Scan the lines below for the string "next" and copy every one that has it.

### INFORMATION

________________________

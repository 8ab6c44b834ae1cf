//! Config-center gateway client.
//!
//! Same construction discipline as the registry client: addresses are
//! validated and normalized up front, nothing is dialed until the runtime
//! asks for a payload.

use std::time::Duration;

use reqwest::StatusCode;
use thiserror::Error;
use url::Url;

use crate::net::endpoint::{parse_endpoints, EndpointError};

const REQUEST_TIMEOUT: Duration = Duration::from_secs(5);

/// Errors that can occur constructing or querying the config center.
#[derive(Debug, Error)]
pub enum DynConfigError {
    /// Constructed with an empty node list.
    #[error("no config center nodes configured")]
    NoNodes,

    /// A node address failed to parse.
    #[error(transparent)]
    Endpoint(#[from] EndpointError),

    /// The underlying HTTP client could not be built.
    #[error("failed to build config center http client: {0}")]
    Client(#[from] reqwest::Error),

    /// Every configured node refused or failed the call.
    #[error("all config center nodes failed")]
    AllNodesFailed,
}

/// Client for the config center's key-value HTTP gateway.
#[derive(Clone)]
pub struct DynConfigClient {
    /// Normalized node endpoints, tried in order.
    nodes: Vec<Url>,
    /// Shared HTTP client with request timeout applied.
    http: reqwest::Client,
}

impl DynConfigClient {
    /// Create a client bound to the given node addresses.
    ///
    /// Fails if the list is empty or any address does not parse; never
    /// dials.
    pub fn new(addresses: &[String]) -> Result<Self, DynConfigError> {
        if addresses.is_empty() {
            return Err(DynConfigError::NoNodes);
        }

        let nodes = parse_endpoints(addresses)?;
        let http = reqwest::Client::builder()
            .timeout(REQUEST_TIMEOUT)
            .build()?;

        Ok(Self { nodes, http })
    }

    /// The normalized node endpoints this client will try, in order.
    pub fn nodes(&self) -> &[Url] {
        &self.nodes
    }

    /// Fetch the raw payload published under `config/{key}`.
    ///
    /// Returns `Ok(None)` when no payload has been published for the key.
    /// Nodes are walked in order; only when every node fails does the call
    /// error.
    pub async fn fetch(&self, key: &str) -> Result<Option<String>, DynConfigError> {
        for node in &self.nodes {
            let url = match kv_url(node, key) {
                Some(url) => url,
                None => continue,
            };

            match self.http.get(url).send().await {
                Ok(resp) if resp.status() == StatusCode::NOT_FOUND => return Ok(None),
                Ok(resp) if resp.status().is_success() => match resp.text().await {
                    Ok(body) => return Ok(Some(body)),
                    Err(e) => {
                        tracing::warn!(
                            node = %node,
                            error = %e,
                            "Config center response unreadable, trying next node"
                        );
                    }
                },
                Ok(resp) => {
                    tracing::warn!(
                        node = %node,
                        status = %resp.status(),
                        "Config center returned error status, trying next node"
                    );
                }
                Err(e) => {
                    tracing::warn!(
                        node = %node,
                        error = %e,
                        "Config center request failed, trying next node"
                    );
                }
            }
        }
        Err(DynConfigError::AllNodesFailed)
    }
}

/// Build the key-value resource URL on one node.
fn kv_url(node: &Url, key: &str) -> Option<Url> {
    let mut url = node.join(&format!("v1/kv/config/{key}")).ok()?;
    url.set_query(Some("raw=true"));
    Some(url)
}

impl std::fmt::Debug for DynConfigClient {
    fn fmt(&self, f: &mut std::fmt::Formatter<'_>) -> std::fmt::Result {
        f.debug_struct("DynConfigClient")
            .field("nodes", &self.nodes)
            .finish()
    }
}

________________________

### WRITTEN RESPONSE
                            "Config center response unreadable, trying next node"
                        "Config center returned error status, trying next node"
                        "Config center request failed, trying next node"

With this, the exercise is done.